Much More Complicated than Just Leap Year

I admit it: I have trouble keeping track of how many days are in each month. And yes, I did have to go look up on google to see if tomorrow is going to be March 1st or February 29th (just so everyone knows, its March 1st). What can I say? The calendar is confusing. But calendars get so much worse than our simple Gregorian calendar. Case in point, the French Republican Calendar.

French Revolutionaries decided that the Gregorian calendar was not democratic enough. So they applied reason and logic to the system and rewrote the calendar. In it, there are 4 seasons, each with 3 months. Each month has 30 days. So far, this sounds fairly good and normal. However, everything gets a little strange when you get down to days and weeks. Each month has 3 weeks of 10 days each (think of how grossly long their work week would be!). Since this doesn't quite work out to the right amount of time, there are five extra days at the end of each year not associated with a month or season (six on leap years, but there's a whole controversy as to how often there should be a leap year).

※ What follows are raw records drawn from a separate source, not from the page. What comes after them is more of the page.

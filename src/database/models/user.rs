use chrono::{DateTime, Utc};
use serde::{Deserialize, Serialize};
use sqlx::FromRow;
use uuid::Uuid;

#[derive(Debug, Clone, Serialize, Deserialize, FromRow)]
pub struct User {
    pub id: Uuid,
    pub email: String,
    #[serde(skip_serializing)]
    pub password_hash: String,
    pub created_at: DateTime<Utc>,
}

/// Stored form of a password reset token; only the sha256 of the token is kept
#[derive(Debug, Clone, FromRow)]
pub struct PasswordReset {
    pub token_hash: String,
    pub user_id: Uuid,
    pub expires_at: DateTime<Utc>,
    pub used_at: Option<DateTime<Utc>>,
}
use std::fmt::{Display, Formatter};
use std::sync::atomic::{AtomicUsize, Ordering};
use std::time::Instant;

use log::{error, info, warn};
use rocket::{
    fairing::{Fairing, Info, Kind},
    http::StatusClass,
    request::{FromRequest, Outcome},
    Data, Orbit, Request, Response, Rocket,
};

/// A unique identifier for a particular request.
#[derive(Debug, Copy, Clone, Eq, PartialEq, Ord, PartialOrd)]
pub struct RequestId(pub usize);

impl Display for RequestId {
    fn fmt(&self, f: &mut Formatter<'_>) -> std::fmt::Result {
        write!(f, "{}", self.0)
    }
}

impl RequestId {
    /// Atomically get the next ID. Wraps back to zero after `usize::MAX`.
    pub fn next() -> RequestId {
        static REQUEST_ID_COUNTER: AtomicUsize = AtomicUsize::new(0);
        RequestId(REQUEST_ID_COUNTER.fetch_add(1, Ordering::Relaxed))
    }
}

/// Allow the ID to be accessed via request guard.
#[rocket::async_trait]
impl<'r> FromRequest<'r> for &'r RequestId {
    type Error = std::convert::Infallible;

    async fn from_request(req: &'r Request<'_>) -> Outcome<Self, Self::Error> {
        Outcome::Success(req.local_cache(RequestId::next))
    }
}

/// When the request arrived, for response timing.
struct Arrival(Instant);

/// A rocket fairing that logs every request and its response, tagged with
/// the `RequestId` and the time taken.
#[derive(Debug, Copy, Clone)]
pub struct LoggerFairing;

#[rocket::async_trait]
impl Fairing for LoggerFairing {
    fn info(&self) -> Info {
        Info {
            name: "Logger",
            kind: Kind::Liftoff | Kind::Request | Kind::Response | Kind::Shutdown,
        }
    }

    async fn on_liftoff(&self, rocket: &Rocket<Orbit>) {
        let protocol = if rocket.config().tls_enabled() {
            "https"
        } else {
            "http"
        };
        let ip = &rocket.config().address;
        let port = &rocket.config().port;
        info!("Server launched on {protocol}://{ip}:{port}");
    }

    async fn on_request(&self, req: &mut Request<'_>, _data: &mut Data<'_>) {
        let id = req.local_cache(RequestId::next);
        req.local_cache(|| Arrival(Instant::now()));
        info!("->req{id} {} {}", req.method(), req.uri());
    }

    async fn on_response<'r>(&self, req: &'r Request<'_>, res: &mut Response<'r>) {
        let id = req.local_cache(RequestId::next);
        let elapsed = req.local_cache(|| Arrival(Instant::now())).0.elapsed();
        let code = res.status();
        let route = match req.route() {
            Some(r) => match r.name {
                Some(ref name) => format!("{name} ({})", r.uri),
                None => r.uri.to_string(),
            },
            None => "UNKNOWN ROUTE".to_string(),
        };
        let log_msg = format!("<-rsp{id} {code} {route} in {}ms", elapsed.as_millis());
        match code.class() {
            StatusClass::ServerError => error!("{log_msg}"),
            StatusClass::ClientError => warn!("{log_msg}"),
            _ => info!("{log_msg}"),
        }
    }

    async fn on_shutdown(&self, _rocket: &Rocket<Orbit>) {
        warn!("Shutdown requested, stopping gracefully...");
    }
}

#[cfg(test)]
mod tests {
    use super::*;

    #[test]
    fn request_ids_increase() {
        let first = RequestId::next();
        let second = RequestId::next();
        assert!(second > first);
    }
}
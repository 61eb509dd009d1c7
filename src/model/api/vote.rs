use chrono::{DateTime, Utc};
use serde::{Deserialize, Serialize};

use crate::model::{api::id::ApiId, db::Vote};

/// A request to cast a vote. The voter is whoever is authenticated.
#[derive(Debug, Clone, PartialEq, Eq, Serialize, Deserialize)]
pub struct VoteRequest {
    pub election_id: ApiId,
    pub candidate_id: ApiId,
}

/// The record of a vote, returned to the voter who cast it.
#[derive(Debug, Clone, PartialEq, Eq, Serialize, Deserialize)]
pub struct VoteReceipt {
    pub id: ApiId,
    pub election_id: ApiId,
    pub candidate_id: ApiId,
    pub voter_id: ApiId,
    pub timestamp: DateTime<Utc>,
}

impl From<Vote> for VoteReceipt {
    fn from(vote: Vote) -> Self {
        Self {
            id: vote.id.into(),
            election_id: vote.election_id.into(),
            candidate_id: vote.candidate_id.into(),
            voter_id: vote.voter_id.into(),
            timestamp: vote.timestamp,
        }
    }
}
use log::{error, info};
use rocket::Error as RocketError;
use thiserror::Error;

/// Errors that are critical to the entire server.
#[derive(Debug, Error)]
enum Error {
    #[error(transparent)]
    RocketError(#[from] RocketError),
}

async fn run() -> Result<(), Error> {
    info!("Configuring server...");
    let rocket = campus_elections::build().ignite().await?;
    info!("...server configured!");
    let _ = rocket.launch().await?;
    Ok(())
}

#[rocket::main]
async fn main() {
    // Set up logging.
    log4rs::init_file("log4rs.yaml", Default::default()).expect("Failed to initialise logging");
    info!("Initialised logging");

    // Launch server.
    if let Err(err) = run().await {
        error!("{err}");
        error!("Critical failure, shutting down");
        std::process::exit(1)
    }
}
use std::fmt::Display;

use serde_repr::{Deserialize_repr, Serialize_repr};

/// What a principal is allowed to do. Higher rights include all lower ones.
#[derive(
    Debug, PartialEq, Eq, PartialOrd, Ord, Clone, Copy, Serialize_repr, Deserialize_repr,
)]
#[repr(u8)]
pub enum Rights {
    Voter = 0,
    Admin = 1,
}

impl Rights {
    /// Do these rights cover `required`?
    pub fn permits(self, required: Rights) -> bool {
        self >= required
    }
}

impl Display for Rights {
    fn fmt(&self, formatter: &mut std::fmt::Formatter<'_>) -> std::fmt::Result {
        write!(
            formatter,
            "{}",
            match self {
                Self::Voter => "voter",
                Self::Admin => "admin",
            }
        )
    }
}

/// A kind of principal, identified by the rights it needs.
pub trait User {
    const RIGHTS: Rights;
}

/// Any authenticated principal. Admins count as voters too.
pub enum Voter {}

impl User for Voter {
    const RIGHTS: Rights = Rights::Voter;
}

/// A principal allowed to manage elections and candidates.
pub enum Admin {}

impl User for Admin {
    const RIGHTS: Rights = Rights::Admin;
}
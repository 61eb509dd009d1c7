use chrono::{DateTime, Utc};
use serde::{Deserialize, Serialize};

use crate::model::{api::id::ApiId, common::ElectionState};
use crate::voting::ElectionTally;

/// One row of an election's results.
#[derive(Debug, Clone, PartialEq, Eq, Serialize, Deserialize)]
pub struct CandidateResult {
    pub candidate_id: ApiId,
    pub name: String,
    pub votes: u64,
}

/// The results of an election, ranked by votes (most first), ties broken by
/// candidate ID.
#[derive(Debug, Clone, PartialEq, Eq, Serialize, Deserialize)]
pub struct ElectionResults {
    pub election_id: ApiId,
    pub title: String,
    /// Lifecycle state when the results were computed; results of an open
    /// election are provisional.
    pub state: ElectionState,
    pub total_votes: u64,
    pub results: Vec<CandidateResult>,
    /// Every candidate with the top count. Empty if nobody has voted.
    pub winners: Vec<ApiId>,
}

impl ElectionResults {
    pub fn new(tally: ElectionTally, now: DateTime<Utc>) -> Self {
        let total_votes = tally.total_votes();
        let winners = tally.winners().map(|c| c.id.into()).collect();
        let state = tally.election.state(now);
        let results = tally
            .results
            .into_iter()
            .map(|row| CandidateResult {
                candidate_id: row.candidate.id.into(),
                name: row.candidate.candidate.name,
                votes: row.votes,
            })
            .collect();
        Self {
            election_id: tally.election.id.into(),
            title: tally.election.election.title,
            state,
            total_votes,
            results,
            winners,
        }
    }
}
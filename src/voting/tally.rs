use std::collections::HashMap;

use crate::error::Result;
use crate::model::{
    db::{Candidate, Election},
    mongodb::Id,
};
use crate::store::Store;

/// One candidate and the votes committed for them.
#[derive(Debug, Clone, PartialEq, Eq)]
pub struct CandidateTally {
    pub candidate: Candidate,
    pub votes: u64,
}

/// Every candidate of an election with their vote count, most votes first.
#[derive(Debug, Clone, PartialEq, Eq)]
pub struct ElectionTally {
    pub election: Election,
    pub results: Vec<CandidateTally>,
}

impl ElectionTally {
    /// Rank the given counts. Candidates missing from `counts` got no votes.
    pub fn new(
        election: Election,
        candidates: Vec<Candidate>,
        counts: &HashMap<Id, u64>,
    ) -> Self {
        let mut results = candidates
            .into_iter()
            .map(|candidate| CandidateTally {
                votes: counts.get(&candidate.id).copied().unwrap_or(0),
                candidate,
            })
            .collect::<Vec<_>>();
        results.sort_by(|a, b| {
            b.votes
                .cmp(&a.votes)
                .then_with(|| a.candidate.id.cmp(&b.candidate.id))
        });
        Self { election, results }
    }

    pub fn total_votes(&self) -> u64 {
        self.results.iter().map(|row| row.votes).sum()
    }

    /// Every candidate sharing the highest count, or none if nobody voted.
    pub fn winners(&self) -> impl Iterator<Item = &Candidate> {
        let top = self.results.first().map(|row| row.votes).unwrap_or(0);
        self.results
            .iter()
            .take_while(move |row| top > 0 && row.votes == top)
            .map(|row| &row.candidate)
    }
}

/// Count the committed votes of an election.
pub async fn tally(store: &Store, election_id: Id) -> Result<ElectionTally> {
    let election = store.elections.election(election_id).await?;
    let candidates = store.candidates.candidates_for(election_id).await?;
    let counts = store.votes.tally(election_id).await?;
    Ok(ElectionTally::new(election, candidates, &counts))
}
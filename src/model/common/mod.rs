mod election;

pub use election::{is_open, ElectionState};
use chrono::{DateTime, Utc};
use serde::{Deserialize, Serialize};

use crate::error::{Error, Result};
use crate::model::{
    api::{candidate::CandidateDescription, id::ApiId},
    common::ElectionState,
    db::{db_time, Election, ElectionCore, NewElection},
};

/// An election specification, as submitted by an admin.
#[derive(Debug, Clone, Serialize, Deserialize)]
pub struct ElectionSpec {
    /// Election title.
    pub title: String,
    /// Free-text description.
    #[serde(default)]
    pub description: String,
    /// Voting opens at this time.
    pub start_time: DateTime<Utc>,
    /// Voting closes after this time.
    pub end_time: DateTime<Utc>,
    /// Whether the election is switched on. Defaults to true.
    #[serde(default = "default_active")]
    pub active: bool,
}

fn default_active() -> bool {
    true
}

impl ElectionSpec {
    /// Validate this spec and convert it into a storable election.
    pub fn into_election(self) -> Result<NewElection> {
        let election = NewElection {
            title: self.title,
            description: self.description,
            start_time: db_time(self.start_time),
            end_time: db_time(self.end_time),
            active: self.active,
        };
        validate(&election)?;
        Ok(election)
    }
}

/// A partial update to an election; absent fields are left alone.
#[derive(Debug, Clone, Default, Serialize, Deserialize)]
pub struct ElectionPatch {
    pub title: Option<String>,
    pub description: Option<String>,
    pub start_time: Option<DateTime<Utc>>,
    pub end_time: Option<DateTime<Utc>>,
    pub active: Option<bool>,
}

impl ElectionPatch {
    /// Apply this patch to an existing election, checking that the result is
    /// still a valid election.
    pub fn apply(self, mut election: ElectionCore) -> Result<ElectionCore> {
        if let Some(title) = self.title {
            election.title = title;
        }
        if let Some(description) = self.description {
            election.description = description;
        }
        if let Some(start_time) = self.start_time {
            election.start_time = db_time(start_time);
        }
        if let Some(end_time) = self.end_time {
            election.end_time = db_time(end_time);
        }
        if let Some(active) = self.active {
            election.active = active;
        }
        validate(&election)?;
        Ok(election)
    }
}

fn validate(election: &ElectionCore) -> Result<()> {
    if election.title.trim().is_empty() {
        return Err(Error::BadRequest("Election title must not be empty".to_string()));
    }
    if election.start_time >= election.end_time {
        return Err(Error::BadRequest(format!(
            "Election must start before it ends (start {}, end {})",
            election.start_time, election.end_time
        )));
    }
    Ok(())
}

/// An API-friendly election description, as seen by a particular principal
/// at a particular time.
#[derive(Debug, Clone, PartialEq, Eq, Serialize, Deserialize)]
pub struct ElectionDescription {
    /// Election unique ID.
    pub id: ApiId,
    pub title: String,
    pub description: String,
    pub start_time: DateTime<Utc>,
    pub end_time: DateTime<Utc>,
    pub active: bool,
    /// Whether votes are accepted right now.
    pub is_open: bool,
    /// Lifecycle state right now.
    pub state: ElectionState,
    /// Candidates standing, with their current vote counts.
    pub candidates: Vec<CandidateDescription>,
    /// Whether the requesting principal has already voted.
    pub has_voted: bool,
}

impl ElectionDescription {
    pub fn new(
        election: Election,
        now: DateTime<Utc>,
        candidates: Vec<CandidateDescription>,
        has_voted: bool,
    ) -> Self {
        let is_open = election.is_open(now);
        let state = election.state(now);
        Self {
            id: election.id.into(),
            title: election.election.title,
            description: election.election.description,
            start_time: election.election.start_time,
            end_time: election.election.end_time,
            active: election.election.active,
            is_open,
            state,
            candidates,
            has_voted,
        }
    }
}

#[cfg(test)]
mod tests {
    use chrono::{Duration, TimeZone};
    use mongodb::bson;
    use rocket::serde::json::{json, serde_json};

    use super::*;

    fn now() -> DateTime<Utc> {
        Utc.with_ymd_and_hms(2026, 3, 2, 12, 0, 0).unwrap()
    }

    #[test]
    fn spec_defaults_to_active() {
        let spec: ElectionSpec = serde_json::from_value(json!({
            "title": "Council",
            "start_time": "2026-03-01T09:00:00Z",
            "end_time": "2026-03-03T17:00:00Z",
        }))
        .unwrap();
        let election = spec.into_election().unwrap();
        assert!(election.active);
        assert!(election.description.is_empty());
    }

    #[test]
    fn spec_must_start_before_end() {
        let spec = ElectionSpec {
            title: "Backwards".to_string(),
            description: String::new(),
            start_time: now(),
            end_time: now(),
            active: true,
        };
        assert!(matches!(spec.into_election(), Err(Error::BadRequest(_))));
    }

    #[test]
    fn patch_only_touches_given_fields() {
        let original = ElectionCore::current_example(now());
        let patch = ElectionPatch {
            active: Some(false),
            ..Default::default()
        };
        let patched = patch.apply(original.clone()).unwrap();
        assert!(!patched.active);
        assert_eq!(patched.title, original.title);
        assert_eq!(patched.start_time, original.start_time);
    }

    #[test]
    fn times_are_kept_to_the_millisecond() {
        let start = now() + Duration::nanoseconds(1_234_567);
        let spec = ElectionSpec {
            title: "Council".to_string(),
            description: String::new(),
            start_time: start,
            end_time: start + Duration::days(1),
            active: true,
        };
        let election = spec.into_election().unwrap();
        assert_eq!(election.start_time, now() + Duration::milliseconds(1));

        let patch = ElectionPatch {
            end_time: Some(start + Duration::days(2)),
            ..Default::default()
        };
        let patched = patch.apply(election).unwrap();
        assert_eq!(patched.end_time, now() + Duration::days(2) + Duration::milliseconds(1));

        let stored = Election::new(patched);
        let read_back: Election =
            bson::from_document(bson::to_document(&stored).unwrap()).unwrap();
        assert_eq!(read_back, stored);
    }

    #[test]
    fn patch_cannot_invert_window() {
        let original = ElectionCore::current_example(now());
        let patch = ElectionPatch {
            end_time: Some(original.start_time - Duration::hours(1)),
            ..Default::default()
        };
        assert!(matches!(patch.apply(original), Err(Error::BadRequest(_))));
    }

    #[test]
    fn description_derives_state_from_now() {
        let election = Election::new(ElectionCore::future_example(now()));
        let desc = ElectionDescription::new(election.clone(), now(), Vec::new(), false);
        assert!(!desc.is_open);
        assert_eq!(desc.state, ElectionState::Scheduled);

        let later = election.start_time + Duration::minutes(1);
        let desc = ElectionDescription::new(election, later, Vec::new(), false);
        assert!(desc.is_open);
        assert_eq!(desc.state, ElectionState::Open);
    }
}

Because French Revolutionaries are fairly thorough folks, don't expect that they just forgot about hours and minutes. Oh no- they completely changed that, basing their new system on the extremely rational concept of base-ten and decimals. Therefore, each day had 10 hours, each hour into 100 minutes, and each minute into 100 seconds. As you can imagine, this system was incredibly complicated and hard to get used to, so it was dropped after only a short while.


This calendar ended up being used by the French government for 12 years. If it were still around today, the current date would be Decadi (last day of the week) 10 Ventose (Windy month, Winter season) CCXIX.